* Provided records:
========

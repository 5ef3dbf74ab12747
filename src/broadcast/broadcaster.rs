//! Fan-out of successful reloads.

use serde::{Deserialize, Serialize};
use std::sync::Arc;
use std::time::{Duration, SystemTime, UNIX_EPOCH};
use tokio::sync::broadcast;

use crate::broadcast::channel::NotificationChannel;
use crate::config::BroadcastConfig;
use crate::domain::{Domain, Snapshot};
use crate::observability::metrics;
use crate::reload::ReloadOutcome;

/// Change delivered to in-process listeners.
#[derive(Debug, Clone)]
pub struct ConfigChange {
    pub domain: Domain,
    pub previous: Option<Arc<Snapshot>>,
    pub current: Arc<Snapshot>,
    pub announced_at: SystemTime,
}

/// Payload sent on the external channel.
#[derive(Debug, Clone, PartialEq, Serialize, Deserialize)]
pub struct ConfigUpdateMessage {
    #[serde(rename = "type")]
    pub domain: Domain,
    pub config: serde_json::Value,
    pub version: u64,
    /// Milliseconds since the epoch.
    pub timestamp: u64,
}

impl ConfigUpdateMessage {
    pub fn new(snapshot: &Snapshot, at: SystemTime) -> Self {
        Self {
            domain: snapshot.domain(),
            config: snapshot.document.value().clone(),
            version: snapshot.source_version.get(),
            timestamp: at.duration_since(UNIX_EPOCH).unwrap_or_default().as_millis() as u64,
        }
    }
}

/// Delivers reload outcomes to listeners and the external channel.
pub struct ChangeBroadcaster {
    listeners: broadcast::Sender<ConfigChange>,
    channel: Arc<dyn NotificationChannel>,
    topic: String,
    delivery_timeout: Duration,
}

impl ChangeBroadcaster {
    pub fn new(channel: Arc<dyn NotificationChannel>, config: &BroadcastConfig) -> Self {
        let (listeners, _) = broadcast::channel(config.listener_capacity.max(1));
        Self {
            listeners,
            channel,
            topic: config.topic.clone(),
            delivery_timeout: config.delivery_timeout(),
        }
    }

    /// Register an in-process listener.
    ///
    /// A listener that falls more than `listener_capacity` changes behind
    /// receives `RecvError::Lagged` and should re-read the store.
    pub fn subscribe(&self) -> broadcast::Receiver<ConfigChange> {
        self.listeners.subscribe()
    }

    pub fn topic(&self) -> &str {
        &self.topic
    }

    /// Deliver one outcome. Never fails; delivery problems are logged.
    ///
    /// Callers must not announce two outcomes of the same domain concurrently;
    /// the reload coordinator guarantees this.
    pub async fn announce(&self, outcome: &ReloadOutcome) {
        let now = SystemTime::now();
        let change = ConfigChange {
            domain: outcome.domain,
            previous: outcome.previous.clone(),
            current: outcome.current.clone(),
            announced_at: now,
        };

        match self.listeners.send(change) {
            Ok(receivers) => tracing::debug!(domain = %outcome.domain, receivers, "Change sent to listeners"),
            Err(_) => tracing::debug!(domain = %outcome.domain, "No in-process listeners"),
        }

        let message = ConfigUpdateMessage::new(&outcome.current, now);
        let payload = match serde_json::to_value(&message) {
            Ok(payload) => payload,
            Err(e) => {
                tracing::error!(domain = %outcome.domain, error = %e, "Failed to encode change notification");
                metrics::record_notification_failure(&self.topic);
                return;
            }
        };

        let delivery = self.channel.publish(&self.topic, payload);
        match tokio::time::timeout(self.delivery_timeout, delivery).await {
            Ok(Ok(())) => {
                tracing::info!(domain = %outcome.domain, topic = %self.topic, "Subscribers notified");
            }
            Ok(Err(e)) => {
                tracing::warn!(domain = %outcome.domain, topic = %self.topic, error = %e, "Change notification failed");
                metrics::record_notification_failure(&self.topic);
            }
            Err(_) => {
                tracing::warn!(
                    domain = %outcome.domain,
                    topic = %self.topic,
                    timeout = ?self.delivery_timeout,
                    "Change notification timed out"
                );
                metrics::record_notification_failure(&self.topic);
            }
        }
    }
}

#[cfg(test)]
mod tests {
    use super::*;
    use crate::broadcast::channel::{NotificationError, TopicHub};
    use crate::domain::{ConfigDocument, SourceVersion};
    use async_trait::async_trait;
    use serde_json::json;

    struct FailingChannel;

    #[async_trait]
    impl NotificationChannel for FailingChannel {
        async fn publish(&self, topic: &str, _payload: serde_json::Value) -> Result<(), NotificationError> {
            Err(NotificationError::Delivery {
                topic: topic.to_string(),
                reason: "unreachable".into(),
            })
        }
    }

    fn outcome(version: u64) -> ReloadOutcome {
        let current = Arc::new(Snapshot::new(
            ConfigDocument::new(Domain::Ui, json!({"branding": {"primaryColor": "#000"}})),
            SourceVersion::new(version),
        ));
        ReloadOutcome {
            domain: Domain::Ui,
            previous: None,
            current,
        }
    }

    #[tokio::test]
    async fn test_listeners_and_channel_receive_change() {
        let hub = Arc::new(TopicHub::new(8));
        let config = BroadcastConfig::default();
        let mut external = hub.subscribe(&config.topic);
        let broadcaster = ChangeBroadcaster::new(hub.clone(), &config);
        let mut listener = broadcaster.subscribe();

        broadcaster.announce(&outcome(3)).await;

        let change = listener.recv().await.unwrap();
        assert_eq!(change.domain, Domain::Ui);
        assert_eq!(change.current.source_version, SourceVersion::new(3));

        let message: ConfigUpdateMessage = serde_json::from_str(&external.recv().await.unwrap()).unwrap();
        assert_eq!(message.domain, Domain::Ui);
        assert_eq!(message.version, 3);
        assert_eq!(message.config["branding"]["primaryColor"], "#000");
    }

    #[tokio::test]
    async fn test_channel_failure_does_not_stop_listeners() {
        let broadcaster = ChangeBroadcaster::new(Arc::new(FailingChannel), &BroadcastConfig::default());
        let mut listener = broadcaster.subscribe();

        broadcaster.announce(&outcome(1)).await;
        broadcaster.announce(&outcome(2)).await;

        assert_eq!(listener.recv().await.unwrap().current.source_version, SourceVersion::new(1));
        assert_eq!(listener.recv().await.unwrap().current.source_version, SourceVersion::new(2));
    }

    #[test]
    fn test_message_uses_type_field() {
        let message = ConfigUpdateMessage::new(&outcome(9).current, UNIX_EPOCH);
        let value = serde_json::to_value(&message).unwrap();
        assert_eq!(value["type"], "ui");
        assert_eq!(value["timestamp"], 0);
    }
}
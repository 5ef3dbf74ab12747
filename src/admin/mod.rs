//! Admin HTTP API.
//!
//! # Routes
//! - `GET  /api/config/current`: every domain's current document
//! - `GET  /api/config/status`: readiness, watch strategy, per-domain versions
//! - `GET  /api/config/{domain}`: one snapshot with its version
//! - `POST /api/config/reload`: forced reload of every domain
//! - `GET  /api/config/feature/{feature}`: one feature flag
//! - `GET  /ws/config-updates`: WebSocket stream of change notifications
//!
//! The REST routes require `Authorization: Bearer <api_key>`.

pub mod auth;
pub mod handlers;
pub mod websocket;

use axum::{
    middleware,
    routing::{get, post},
    Router,
};
use std::sync::Arc;
use tower_http::trace::TraceLayer;

use crate::broadcast::TopicHub;
use crate::config::EngineConfig;
use crate::engine::ConfigEngine;
use crate::lifecycle::Shutdown;
use self::auth::admin_auth_middleware;
use self::handlers::*;

/// State shared by the admin handlers.
#[derive(Clone)]
pub struct AppState {
    pub engine: Arc<ConfigEngine>,
    pub hub: Arc<TopicHub>,
    pub topic: String,
    pub api_key: Arc<str>,
    pub shutdown: Arc<Shutdown>,
}

impl AppState {
    pub fn new(
        engine: Arc<ConfigEngine>,
        hub: Arc<TopicHub>,
        config: &EngineConfig,
        shutdown: Arc<Shutdown>,
    ) -> Self {
        Self {
            engine,
            hub,
            topic: config.broadcast.topic.clone(),
            api_key: Arc::from(config.admin.api_key.as_str()),
            shutdown,
        }
    }
}

pub fn setup_admin_router(state: AppState) -> Router {
    let api = Router::new()
        .route("/api/config/current", get(get_current))
        .route("/api/config/status", get(get_status))
        .route("/api/config/reload", post(post_reload))
        .route("/api/config/feature/{feature}", get(get_feature))
        .route("/api/config/{domain}", get(get_domain))
        .route_layer(middleware::from_fn_with_state(state.clone(), admin_auth_middleware));

    Router::new()
        .merge(api)
        .route("/ws/config-updates", get(websocket::config_updates))
        .with_state(state)
        .layer(TraceLayer::new_for_http())
}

========

* Required work: When the string "ReloadOutcome" occurs in a line of the material, that line belongs in the answer.

* Response to the exercise:
use crate::reload::ReloadOutcome;
    pub async fn announce(&self, outcome: &ReloadOutcome) {
    fn outcome(version: u64) -> ReloadOutcome {
        ReloadOutcome {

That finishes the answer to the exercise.